This week, a Texas judge said that he plans to have a special prosecutor look at charges that Gov. Rick Perry broke the law when he cut funding for state public corruption investigators.
The watchdog group Texans for Public Justice filed a complaint that stems from an April drunk-driving arrest of Travis County District Attorney, Rosemary Lehmberg, who oversees the state’s criminal ethics department. The department’s cases included the prosecution of former House Majority Leader Tom DeLay and an investigation into the state’s $3 billion cancer research agency.

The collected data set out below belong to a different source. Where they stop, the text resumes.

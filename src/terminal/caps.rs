use is_terminal::IsTerminal;

#[derive(Debug, Clone, Copy, PartialEq, Eq)]
pub struct TerminalCapabilities {
    pub stdin_tty: bool,
    pub stdout_tty: bool,
    pub supports_unicode: bool,
    pub width: u16,
    pub height: u16,
}

impl TerminalCapabilities {
    /// Whether a menu can be driven on this terminal at all
    pub fn is_interactive(&self) -> bool {
        self.stdin_tty && self.stdout_tty
    }
}

pub fn detect_capabilities() -> TerminalCapabilities {
    detect_capabilities_impl(
        |key| std::env::var(key).ok(),
        std::io::stdin().is_terminal(),
        std::io::stdout().is_terminal(),
        crossterm::terminal::size().ok(),
    )
}

fn detect_capabilities_impl(
    get_env: impl Fn(&str) -> Option<String>,
    stdin_tty: bool,
    stdout_tty: bool,
    size: Option<(u16, u16)>,
) -> TerminalCapabilities {
    let term = get_env("TERM").unwrap_or_default();
    let term_is_dumb = term.eq_ignore_ascii_case("dumb");
    let supports_unicode = !term_is_dumb && unicode_locale(&get_env);

    let (width, height) = size.unwrap_or((80, 24));
    TerminalCapabilities {
        stdin_tty,
        stdout_tty,
        supports_unicode,
        width,
        height,
    }
}

fn unicode_locale(get_env: &impl Fn(&str) -> Option<String>) -> bool {
    const KEYS: &[&str] = &["LC_ALL", "LC_CTYPE", "LANG"];
    for k in KEYS {
        if let Some(val) = get_env(k) {
            let v = val.to_lowercase();
            if v.contains("utf-8") || v.contains("utf8") {
                return true;
            }
            // The first variable that is set decides.
            if !v.is_empty() {
                return false;
            }
        }
    }

    true
}

#[cfg(test)]
mod tests {
    use super::*;
    use std::collections::HashMap;

    fn caps(env: &[(&str, &str)], tty: bool, size: Option<(u16, u16)>) -> TerminalCapabilities {
        let map: HashMap<String, String> = env
            .iter()
            .map(|(k, v)| (k.to_string(), v.to_string()))
            .collect();
        detect_capabilities_impl(|k| map.get(k).cloned(), tty, tty, size)
    }

    #[test]
    fn detect_term_dumb_disables_unicode() {
        let c = caps(&[("TERM", "dumb"), ("LANG", "en_US.UTF-8")], true, None);
        assert!(!c.supports_unicode);
    }

    #[test]
    fn detect_posix_locale_disables_unicode() {
        let c = caps(&[("TERM", "xterm"), ("LC_ALL", "C")], true, None);
        assert!(!c.supports_unicode);
    }

    #[test]
    fn detect_utf8_locale() {
        let c = caps(&[("TERM", "xterm"), ("LANG", "de_DE.utf8")], true, None);
        assert!(c.supports_unicode);
    }

    #[test]
    fn detect_defaults_size_when_unknown() {
        let c = caps(&[], false, None);
        assert_eq!((c.width, c.height), (80, 24));
        assert!(!c.is_interactive());

        let c = caps(&[], true, Some((132, 50)));
        assert_eq!((c.width, c.height), (132, 50));
        assert!(c.is_interactive());
    }
}
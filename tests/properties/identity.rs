//! Property tests for entry identity within a menu.

use std::collections::HashSet;

use proptest::prelude::*;

use termenu::{Entry, EntryId, Menu, MenuError};

proptest! {
    #![proptest_config(ProptestConfig {
        cases: 128,
        .. ProptestConfig::default()
    })]

    /// PROPERTY: a menu built from ids with a repeat is rejected and the
    /// lenient constructor falls back to an empty menu.
    #[test]
    fn property_duplicate_ids_rejected_at_construction(
        ids in proptest::collection::vec(0u32..20, 1..10),
    ) {
        let unique: HashSet<u32> = ids.iter().copied().collect();
        let has_duplicate = unique.len() != ids.len();
        let entries = || ids.iter().map(|&id| Entry::exit(id, format!("e{id}"), 0));

        let strict = Menu::try_from_entries("strict", entries());
        prop_assert_eq!(strict.is_err(), has_duplicate);

        let lenient = Menu::from_entries("lenient", entries());
        if has_duplicate {
            prop_assert!(lenient.is_empty());
            prop_assert_eq!(lenient.selected_index(), None);
        } else {
            prop_assert_eq!(lenient.len(), ids.len());
        }
    }

    /// PROPERTY: adding an entry whose id is taken leaves the menu unchanged.
    #[test]
    fn property_duplicate_add_is_noop(
        count in 1u32..10,
        pick in 0u32..10,
    ) {
        let mut menu = Menu::from_entries(
            "m",
            (1..=count).map(|id| Entry::exit(id, format!("e{id}"), 0)),
        );
        let taken = pick % count + 1;
        let before: Vec<(EntryId, String)> = menu
            .entries()
            .iter()
            .map(|e| (e.id(), e.label.clone()))
            .collect();
        let selected = menu.selected_index();

        let err = menu.add_entry(Entry::text(taken, "intruder")).unwrap_err();
        let is_duplicate = matches!(err, MenuError::DuplicateIdentity { .. });
        prop_assert!(is_duplicate);

        let after: Vec<(EntryId, String)> = menu
            .entries()
            .iter()
            .map(|e| (e.id(), e.label.clone()))
            .collect();
        prop_assert_eq!(before, after);
        prop_assert_eq!(menu.selected_index(), selected);
    }

    /// PROPERTY: ids stay unique after any sequence of adds and removes.
    #[test]
    fn property_ids_stay_unique(
        ops in proptest::collection::vec((any::<bool>(), 0u32..8), 0..40),
    ) {
        let mut menu = Menu::new("ops");
        for (add, id) in ops {
            if add {
                let _ = menu.add_entry(Entry::checkbox(id, "c", 0));
            } else {
                let _ = menu.remove_entry(EntryId(id));
            }
            let ids: HashSet<EntryId> = menu.entries().iter().map(|e| e.id()).collect();
            prop_assert_eq!(ids.len(), menu.len());
        }
    }
}
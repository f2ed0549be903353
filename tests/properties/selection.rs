//! Property tests for selection movement.

use proptest::prelude::*;

use termenu::{Entry, Menu, Value};

#[derive(Debug, Clone, Copy)]
enum Kind {
    Text,
    Checkbox,
    Input,
    Exit,
}

fn kind() -> impl Strategy<Value = Kind> {
    prop_oneof![
        Just(Kind::Text),
        Just(Kind::Checkbox),
        Just(Kind::Input),
        Just(Kind::Exit),
    ]
}

fn build(kinds: &[Kind]) -> Menu {
    let entries = kinds.iter().enumerate().map(|(i, kind)| {
        let id = i as u32 + 1;
        let label = format!("entry {id}");
        match kind {
            Kind::Text => Entry::text(id, label),
            Kind::Checkbox => Entry::checkbox(id, label, 0),
            Kind::Input => Entry::input(id, label, Value::Int(0)),
            Kind::Exit => Entry::exit(id, label, 0),
        }
    });
    Menu::from_entries("props", entries)
}

proptest! {
    #![proptest_config(ProptestConfig {
        cases: 128,
        .. ProptestConfig::default()
    })]

    /// PROPERTY: selection always points at a selectable entry, or is absent
    /// exactly when nothing is selectable.
    #[test]
    fn property_selection_stays_on_selectable_entry(
        kinds in proptest::collection::vec(kind(), 0..12),
        moves in proptest::collection::vec(any::<bool>(), 0..40),
    ) {
        let mut menu = build(&kinds);
        let selectable = menu.selectable_entries().len();

        for down in moves {
            if down {
                menu.move_selection_down();
            } else {
                menu.move_selection_up();
            }
            match menu.selected_index() {
                Some(index) => {
                    prop_assert!(index < selectable);
                    prop_assert!(menu.selected_entry().unwrap().is_selectable());
                }
                None => prop_assert_eq!(selectable, 0),
            }
        }
    }

    /// PROPERTY: movement never wraps around either end.
    #[test]
    fn property_selection_never_wraps(
        kinds in proptest::collection::vec(kind(), 1..12),
        extra in 0usize..5,
    ) {
        let mut menu = build(&kinds);
        let selectable = menu.selectable_entries().len();
        prop_assume!(selectable > 0);

        for _ in 0..selectable + extra {
            menu.move_selection_down();
        }
        prop_assert_eq!(menu.selected_index(), Some(selectable - 1));
        prop_assert!(!menu.move_selection_down());

        for _ in 0..selectable + extra {
            menu.move_selection_up();
        }
        prop_assert_eq!(menu.selected_index(), Some(0));
        prop_assert!(!menu.move_selection_up());
    }

    /// PROPERTY: removing the selected entry leaves a valid selection.
    #[test]
    fn property_remove_selected_keeps_selection_valid(
        kinds in proptest::collection::vec(kind(), 1..12),
        downs in 0usize..12,
    ) {
        let mut menu = build(&kinds);
        for _ in 0..downs {
            menu.move_selection_down();
        }
        let Some(selected) = menu.selected_entry().map(|e| e.id()) else {
            return Ok(());
        };
        menu.remove_entry(selected).unwrap();

        let remaining = menu.selectable_entries().len();
        if remaining == 0 {
            prop_assert_eq!(menu.selected_index(), None);
        } else {
            prop_assert_eq!(menu.selected_index(), Some(0));
        }
    }
}
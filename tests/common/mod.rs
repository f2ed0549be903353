//! Shared fixtures for integration tests.

#![allow(dead_code)]

use crossterm::event::KeyCode;
use termenu::{Entry, Menu, MenuId, MenuTree, Navigator, ScriptedSurface, Value};

pub struct Fixture {
    pub tree: MenuTree,
    pub root: MenuId,
    pub sub: MenuId,
}

/// Root: [Text("hi"), Action("Go" -> Sub), Checkbox("Flag")]
/// Sub:  [Action("Back-trigger", noop), Input("Number", 12345)]
pub fn root_and_sub() -> Fixture {
    let mut tree = MenuTree::new();
    let sub = tree.insert(Menu::from_entries(
        "Sub",
        [
            Entry::action(1, "Back-trigger", |_| {}),
            Entry::input(2, "Number", Value::Int(12345)),
        ],
    ));
    let root = tree.insert(Menu::from_entries(
        "Root",
        [
            Entry::text(1, "hi"),
            Entry::submenu(2, "Go", sub),
            Entry::checkbox(3, "Flag", 0),
        ],
    ));
    Fixture { tree, root, sub }
}

pub fn navigator(fixture: Fixture, keys: &[KeyCode]) -> Navigator<ScriptedSurface> {
    let surface = ScriptedSurface::new(72, 12).with_keys(keys.iter().copied());
    Navigator::new(fixture.tree, fixture.root, surface).expect("root exists")
}

/// Start the navigator and feed it every scripted key
pub fn drive(nav: &mut Navigator<ScriptedSurface>) {
    nav.start().unwrap();
    while nav.surface().pending_keys() > 0 {
        nav.step().unwrap();
    }
}
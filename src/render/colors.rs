use crossterm::style::Color;

/// Foreground/background pair threaded through rendering.
///
/// `swapped` records that the pair is the reverse of the configured one, so
/// a surface can fall back to the reverse-video attribute when either colour
/// is the terminal default and swapping would be invisible.
#[derive(Debug, Clone, Copy, PartialEq, Eq)]
pub struct ColorPair {
    pub foreground: Color,
    pub background: Color,
    pub swapped: bool,
}

impl ColorPair {
    pub const fn new(foreground: Color, background: Color) -> Self {
        Self {
            foreground,
            background,
            swapped: false,
        }
    }

    /// The same pair with foreground and background exchanged
    pub fn reversed(self) -> Self {
        Self {
            foreground: self.background,
            background: self.foreground,
            swapped: !self.swapped,
        }
    }

    /// Whether either side is the terminal's own default colour
    pub fn uses_default(&self) -> bool {
        self.foreground == Color::Reset || self.background == Color::Reset
    }
}

impl Default for ColorPair {
    fn default() -> Self {
        Self::new(Color::Reset, Color::Reset)
    }
}

/// Parse a colour name such as `grey`, `dark_blue` or `reset`
pub fn parse_color(name: &str) -> Option<Color> {
    let name = name.trim().to_ascii_lowercase();
    match name.as_str() {
        "reset" | "default" | "" => Some(Color::Reset),
        other => Color::try_from(other).ok(),
    }
}
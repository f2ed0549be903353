//! Arena of menus linked by parent handles.
//!
//! Menus never own each other: a submenu entry holds a `MenuId` and the
//! parent link is a plain handle set when the submenu is entered. Handles
//! are only ever appended, so a `MenuId` stays valid for the tree's lifetime.

use std::fmt;

use crate::error::{MenuError, MenuResult};

use super::entry::{Action, EntryId};
use super::node::{Activation, Menu};

/// Handle to a menu inside a `MenuTree`
#[derive(Debug, Clone, Copy, PartialEq, Eq, PartialOrd, Ord, Hash)]
pub struct MenuId(pub usize);

impl fmt::Display for MenuId {
    fn fmt(&self, f: &mut fmt::Formatter<'_>) -> fmt::Result {
        write!(f, "#{}", self.0)
    }
}

#[derive(Debug, Default)]
pub struct MenuTree {
    menus: Vec<Menu>,
}

impl MenuTree {
    pub fn new() -> Self {
        Self::default()
    }

    /// Move `menu` into the arena and return its handle
    pub fn insert(&mut self, menu: Menu) -> MenuId {
        self.menus.push(menu);
        MenuId(self.menus.len() - 1)
    }

    pub fn len(&self) -> usize {
        self.menus.len()
    }

    pub fn is_empty(&self) -> bool {
        self.menus.is_empty()
    }

    pub fn contains(&self, id: MenuId) -> bool {
        id.0 < self.menus.len()
    }

    pub fn get(&self, id: MenuId) -> Option<&Menu> {
        self.menus.get(id.0)
    }

    pub fn get_mut(&mut self, id: MenuId) -> Option<&mut Menu> {
        self.menus.get_mut(id.0)
    }

    pub fn menu(&self, id: MenuId) -> MenuResult<&Menu> {
        self.get(id).ok_or(MenuError::UnknownMenu { id })
    }

    pub fn menu_mut(&mut self, id: MenuId) -> MenuResult<&mut Menu> {
        self.get_mut(id).ok_or(MenuError::UnknownMenu { id })
    }

    pub fn parent_of(&self, id: MenuId) -> Option<MenuId> {
        self.get(id).and_then(Menu::parent)
    }

    /// Link `child` under `parent`, replacing any previous parent.
    ///
    /// Rejected when `child` is `parent` itself or one of its ancestors.
    pub fn attach(&mut self, child: MenuId, parent: MenuId) -> MenuResult<()> {
        self.menu(child)?;
        self.menu(parent)?;
        if self.find_ancestor(parent, |id, _| id == child).is_some() {
            return Err(MenuError::CyclicParent { child, parent });
        }
        self.menus[child.0].set_parent(Some(parent));
        Ok(())
    }

    /// Clear the parent link of `id`, making it a root
    pub fn detach(&mut self, id: MenuId) -> MenuResult<()> {
        self.menu_mut(id)?.set_parent(None);
        Ok(())
    }

    /// Walk from `start` up through parent links and return the first menu
    /// (starting with `start` itself) for which `pred` holds.
    pub fn find_ancestor(
        &self,
        start: MenuId,
        mut pred: impl FnMut(MenuId, &Menu) -> bool,
    ) -> Option<MenuId> {
        let mut current = start;
        // A tree can be no deeper than its node count.
        for _ in 0..self.menus.len() {
            let menu = self.get(current)?;
            if pred(current, menu) {
                return Some(current);
            }
            current = menu.parent()?;
        }
        None
    }

    /// Topmost menu reachable from `id` through parent links
    pub fn root_of(&self, id: MenuId) -> MenuId {
        self.find_ancestor(id, |_, menu| menu.parent().is_none())
            .unwrap_or(id)
    }

    /// Number of parent links between `id` and its root
    pub fn depth(&self, id: MenuId) -> usize {
        let mut depth = 0;
        self.find_ancestor(id, |_, menu| {
            if menu.parent().is_none() {
                true
            } else {
                depth += 1;
                false
            }
        });
        depth
    }

    /// Activate the selected entry of menu `id`, running its callback if it
    /// has one. Never returns `Activation::Invoke`.
    pub fn activate(&mut self, id: MenuId) -> MenuResult<Activation> {
        let activation = self.menu_mut(id)?.activate_selected();
        let Activation::Invoke(entry_id) = activation else {
            return Ok(activation);
        };

        let taken = self.menus[id.0]
            .entry_mut(entry_id)
            .and_then(|e| e.action.take());
        let Some(Action::Callback(mut callback)) = taken else {
            return Ok(Activation::Stay);
        };

        let mut ctx = ActionContext {
            tree: &mut *self,
            menu: id,
            entry: entry_id,
            request: None,
        };
        callback(&mut ctx);
        let request = ctx.request;

        let menu = &mut self.menus[id.0];
        if let Some(entry) = menu.entry_mut(entry_id) {
            // The callback may have rebound its own action.
            if entry.action.is_none() {
                entry.action = Some(Action::Callback(callback));
            }
        }
        menu.clamp_selection();

        tracing::trace!(menu = %id, entry = %entry_id, ?request, "callback finished");
        Ok(request.unwrap_or(Activation::Stay))
    }
}

/// Access handed to entry callbacks while they run
pub struct ActionContext<'a> {
    tree: &'a mut MenuTree,
    menu: MenuId,
    entry: EntryId,
    request: Option<Activation>,
}

impl ActionContext<'_> {
    /// Menu the activated entry belongs to
    pub fn menu_id(&self) -> MenuId {
        self.menu
    }

    /// The activated entry
    pub fn entry_id(&self) -> EntryId {
        self.entry
    }

    pub fn tree(&self) -> &MenuTree {
        &*self.tree
    }

    pub fn tree_mut(&mut self) -> &mut MenuTree {
        &mut *self.tree
    }

    /// The menu the activated entry belongs to
    pub fn menu(&mut self) -> &mut Menu {
        &mut self.tree.menus[self.menu.0]
    }

    /// Root of the tree the current menu hangs from
    pub fn root(&self) -> MenuId {
        self.tree.root_of(self.menu)
    }

    /// Enter `target` once the callback returns
    pub fn descend(&mut self, target: MenuId) {
        self.request = Some(Activation::Descend(target));
    }

    /// Return to the parent menu once the callback returns
    pub fn ascend(&mut self) {
        self.request = Some(Activation::Ascend);
    }

    /// Stop navigation once the callback returns
    pub fn exit(&mut self, code: u8) {
        self.request = Some(Activation::Exit(code));
    }

    /// Check the activated checkbox and uncheck every other checkbox in the
    /// same non-zero group. Entries only behave as a radio set when their
    /// callback calls this.
    pub fn check_exclusively(&mut self) {
        let entry_id = self.entry;
        let menu = self.menu();
        let Some(group) = menu.entry(entry_id).and_then(|e| e.group()) else {
            return;
        };
        let ids: Vec<EntryId> = menu
            .entries()
            .iter()
            .filter(|e| group != 0 && e.group() == Some(group))
            .map(|e| e.id)
            .collect();
        for id in ids {
            if let Some(entry) = menu.entry_mut(id) {
                entry.set_checked(false);
            }
        }
        if let Some(entry) = menu.entry_mut(entry_id) {
            entry.set_checked(true);
        }
    }
}
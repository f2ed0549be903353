//! Keyboard mapping for the navigator.

use crossterm::event::{KeyCode, KeyEvent, KeyEventKind, KeyModifiers};

/// What a key press asks the navigator to do
#[derive(Debug, Clone, Copy, PartialEq, Eq)]
pub enum NavAction {
    /// Move the selection up
    Up,
    /// Move the selection down
    Down,
    /// Activate the selected entry
    Activate,
    /// Go to the parent menu; `hard` leaves the navigator from any depth
    Back { hard: bool },
    /// Clear and redraw the whole frame
    Refresh,
    /// Unbound key
    Stray,
}

#[derive(Debug, Clone, Copy, PartialEq, Eq)]
pub struct KeyBindings {
    /// Accept h/j/k/l as arrow keys
    pub vim: bool,
    /// Modifier that turns a back key into a hard exit
    pub hard_exit: KeyModifiers,
}

impl Default for KeyBindings {
    fn default() -> Self {
        Self {
            vim: false,
            hard_exit: KeyModifiers::CONTROL,
        }
    }
}

/// Convert a keyboard event to a NavAction. Key releases map to `None`.
pub fn key_to_action(key: KeyEvent, bindings: &KeyBindings) -> Option<NavAction> {
    if key.kind == KeyEventKind::Release {
        return None;
    }

    let ctrl = key.modifiers.contains(KeyModifiers::CONTROL);
    let hard = !bindings.hard_exit.is_empty() && key.modifiers.contains(bindings.hard_exit);

    let action = match key.code {
        KeyCode::Up => NavAction::Up,
        KeyCode::Down => NavAction::Down,
        KeyCode::Enter | KeyCode::Right => NavAction::Activate,
        KeyCode::Left | KeyCode::Esc | KeyCode::Backspace => NavAction::Back { hard },
        KeyCode::F(5) => NavAction::Refresh,
        // Raw mode swallows SIGINT, so Ctrl-C is read as a key.
        KeyCode::Char('c') if ctrl => NavAction::Back { hard: true },
        KeyCode::Char('l') if ctrl => NavAction::Refresh,
        KeyCode::Char('k') if bindings.vim => NavAction::Up,
        KeyCode::Char('j') if bindings.vim => NavAction::Down,
        KeyCode::Char('l') if bindings.vim => NavAction::Activate,
        KeyCode::Char('h') if bindings.vim => NavAction::Back { hard },
        _ => NavAction::Stray,
    };
    Some(action)
}
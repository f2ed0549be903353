//! Menu entries and the scalar values they edit.

use std::fmt;

use crate::error::{MenuError, MenuResult};

use super::tree::{ActionContext, MenuId};

/// Identity of an entry, unique within its menu
#[derive(Debug, Clone, Copy, PartialEq, Eq, PartialOrd, Ord, Hash)]
pub struct EntryId(pub u32);

impl fmt::Display for EntryId {
    fn fmt(&self, f: &mut fmt::Formatter<'_>) -> fmt::Result {
        write!(f, "{}", self.0)
    }
}

impl From<u32> for EntryId {
    fn from(id: u32) -> Self {
        Self(id)
    }
}

/// A typed scalar held by an input entry.
///
/// Edits keep the type of the current value: a `Int` entry only ever
/// accepts text that parses as an `i64`, and so on.
#[derive(Debug, Clone, PartialEq)]
pub enum Value {
    Int(i64),
    UInt(u64),
    Float(f64),
    Bool(bool),
    Char(char),
    Text(String),
}

impl Value {
    /// Name of the value type, used in parse errors
    pub fn type_name(&self) -> &'static str {
        match self {
            Value::Int(_) => "integer",
            Value::UInt(_) => "unsigned integer",
            Value::Float(_) => "number",
            Value::Bool(_) => "boolean",
            Value::Char(_) => "character",
            Value::Text(_) => "text",
        }
    }

    /// Parse `input` as a value of the same type as `self`.
    ///
    /// Surrounding whitespace is ignored for everything except text.
    pub fn parse_same_type(&self, input: &str) -> MenuResult<Value> {
        let trimmed = input.trim();
        let parsed = match self {
            Value::Int(_) => trimmed.parse().ok().map(Value::Int),
            Value::UInt(_) => trimmed.parse().ok().map(Value::UInt),
            Value::Float(_) => trimmed.parse().ok().map(Value::Float),
            Value::Bool(_) => parse_bool(trimmed).map(Value::Bool),
            Value::Char(_) => {
                let mut chars = trimmed.chars();
                match (chars.next(), chars.next()) {
                    (Some(c), None) => Some(Value::Char(c)),
                    _ => None,
                }
            }
            Value::Text(_) => Some(Value::Text(input.to_string())),
        };

        parsed.ok_or_else(|| MenuError::ValueParse {
            input: input.to_string(),
            expected: self.type_name(),
        })
    }
}

fn parse_bool(s: &str) -> Option<bool> {
    match s.to_ascii_lowercase().as_str() {
        "true" | "yes" | "y" | "on" | "1" => Some(true),
        "false" | "no" | "n" | "off" | "0" => Some(false),
        _ => None,
    }
}

impl fmt::Display for Value {
    fn fmt(&self, f: &mut fmt::Formatter<'_>) -> fmt::Result {
        match self {
            Value::Int(v) => write!(f, "{v}"),
            Value::UInt(v) => write!(f, "{v}"),
            Value::Float(v) => write!(f, "{v}"),
            Value::Bool(v) => write!(f, "{v}"),
            Value::Char(v) => write!(f, "{v}"),
            Value::Text(v) => f.write_str(v),
        }
    }
}

/// Callback run when an entry is activated
pub type Callback = Box<dyn FnMut(&mut ActionContext<'_>)>;

/// What activating an entry does
pub enum Action {
    /// Enter another menu; its parent link is set to the menu left behind
    Submenu(MenuId),
    /// Stop the navigator and report `code` to the caller
    Exit(u8),
    /// Run arbitrary code against the menu tree
    Callback(Callback),
}

impl fmt::Debug for Action {
    fn fmt(&self, f: &mut fmt::Formatter<'_>) -> fmt::Result {
        match self {
            Action::Submenu(id) => f.debug_tuple("Submenu").field(id).finish(),
            Action::Exit(code) => f.debug_tuple("Exit").field(code).finish(),
            Action::Callback(_) => f.write_str("Callback(..)"),
        }
    }
}

/// Kind-specific part of an entry
#[derive(Debug, Clone, PartialEq)]
pub enum EntryKind {
    /// Plain line, never selectable
    Text,
    /// Runs the bound action
    Action,
    /// Toggles on activation. `group` is metadata only: entries sharing a
    /// group are not cleared automatically.
    Checkbox { checked: bool, group: u32 },
    /// Opens the inline editor for `value`
    Input { value: Value },
}

/// One line item of a menu.
///
/// Identity and kind are fixed once the entry is built; only the state a
/// kind carries (checked flag, value) changes in place. Swapping the kind
/// goes through `Menu::replace_entry` so the selection stays valid.
#[derive(Debug)]
pub struct Entry {
    pub(super) id: EntryId,
    pub label: String,
    pub(super) kind: EntryKind,
    pub action: Option<Action>,
    /// Terminal rows occupied by this entry
    pub height: u16,
}

impl Entry {
    fn new(id: impl Into<EntryId>, label: impl Into<String>, kind: EntryKind) -> Self {
        Self {
            id: id.into(),
            label: label.into(),
            kind,
            action: None,
            height: 1,
        }
    }

    /// Create a non-selectable line of text
    pub fn text(id: impl Into<EntryId>, label: impl Into<String>) -> Self {
        Self::new(id, label, EntryKind::Text)
    }

    /// Create an entry running `callback` on activation
    pub fn action(
        id: impl Into<EntryId>,
        label: impl Into<String>,
        callback: impl FnMut(&mut ActionContext<'_>) + 'static,
    ) -> Self {
        Self::new(id, label, EntryKind::Action).on_activate(callback)
    }

    /// Create an entry descending into `submenu`
    pub fn submenu(id: impl Into<EntryId>, label: impl Into<String>, submenu: MenuId) -> Self {
        let mut entry = Self::new(id, label, EntryKind::Action);
        entry.action = Some(Action::Submenu(submenu));
        entry
    }

    /// Create an entry that stops the navigator with `code`
    pub fn exit(id: impl Into<EntryId>, label: impl Into<String>, code: u8) -> Self {
        let mut entry = Self::new(id, label, EntryKind::Action);
        entry.action = Some(Action::Exit(code));
        entry
    }

    /// Create an unchecked checkbox. `group` 0 means ungrouped.
    pub fn checkbox(id: impl Into<EntryId>, label: impl Into<String>, group: u32) -> Self {
        Self::new(
            id,
            label,
            EntryKind::Checkbox {
                checked: false,
                group,
            },
        )
    }

    /// Create an editable value entry
    pub fn input(id: impl Into<EntryId>, label: impl Into<String>, value: Value) -> Self {
        Self::new(id, label, EntryKind::Input { value })
    }

    /// Bind a callback, replacing any existing action
    pub fn on_activate(mut self, callback: impl FnMut(&mut ActionContext<'_>) + 'static) -> Self {
        self.action = Some(Action::Callback(Box::new(callback)));
        self
    }

    pub fn with_height(mut self, height: u16) -> Self {
        self.height = height.max(1);
        self
    }

    /// Set the initial state of a checkbox; ignored for other kinds
    pub fn with_checked(mut self, value: bool) -> Self {
        if let EntryKind::Checkbox { checked, .. } = &mut self.kind {
            *checked = value;
        }
        self
    }

    /// Identity within the owning menu. Read-only from outside the crate:
    ///
    /// ```compile_fail
    /// let mut entry = termenu::Entry::text(1, "a");
    /// entry.id = termenu::EntryId(2);
    /// ```
    pub fn id(&self) -> EntryId {
        self.id
    }

    /// ```compile_fail
    /// let mut entry = termenu::Entry::exit(1, "a", 0);
    /// entry.kind = termenu::EntryKind::Text;
    /// ```
    pub fn kind(&self) -> &EntryKind {
        &self.kind
    }

    /// Whether navigation can land on this entry
    pub fn is_selectable(&self) -> bool {
        !matches!(self.kind, EntryKind::Text)
    }

    pub fn is_checked(&self) -> Option<bool> {
        match self.kind {
            EntryKind::Checkbox { checked, .. } => Some(checked),
            _ => None,
        }
    }

    pub fn set_checked(&mut self, value: bool) {
        if let EntryKind::Checkbox { checked, .. } = &mut self.kind {
            *checked = value;
        }
    }

    pub fn group(&self) -> Option<u32> {
        match self.kind {
            EntryKind::Checkbox { group, .. } => Some(group),
            _ => None,
        }
    }

    pub fn value(&self) -> Option<&Value> {
        match &self.kind {
            EntryKind::Input { value } => Some(value),
            _ => None,
        }
    }

    /// Replace the value of an input entry with text parsed as the same type.
    ///
    /// On failure the current value is kept.
    pub fn set_value_from_str(&mut self, input: &str) -> MenuResult<()> {
        match &mut self.kind {
            EntryKind::Input { value } => {
                *value = value.parse_same_type(input)?;
                Ok(())
            }
            _ => Err(MenuError::ValueParse {
                input: input.to_string(),
                expected: "an input entry",
            }),
        }
    }

    /// Text drawn for this entry, without margin
    pub fn display_text(&self, unicode: bool) -> String {
        use crate::render::glyphs;

        match &self.kind {
            EntryKind::Text | EntryKind::Action => self.label.clone(),
            EntryKind::Checkbox { checked, .. } => {
                format!("{} {}", glyphs::checkbox(*checked, unicode), self.label)
            }
            EntryKind::Input { value } => format!("{}: {}", self.label, value),
        }
    }
}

After her arrest, Lehmberg pleaded guilty and served a reduced sentence of less than 45 days. Amid loud demands from Perry and the state’s GOP for her to resign, Lehmberg refused. In response to her defiance, Perry threatened to eliminate $3.7 million from the state’s annual funding if she did not step down.
Lehmberg remained in office — and Perry made good on his threat, vetoing the money in June.
According to the two-page complaint that was filed shortly after Perry’s actions, the governor was accused of violating laws regarding “coercion of a public servant, bribery, abuse of official capacity and official oppression.”
“Governor Perry violated the Texas Penal Code by communicating offers and threats under which he would exercise his official discretion to veto the appropriation,” the executive director of Texans for Public Justice Craig McDonald wrote in the complaint.
Gov. Perry’s office claimed that they haven’t heard anything in regards to an investigation.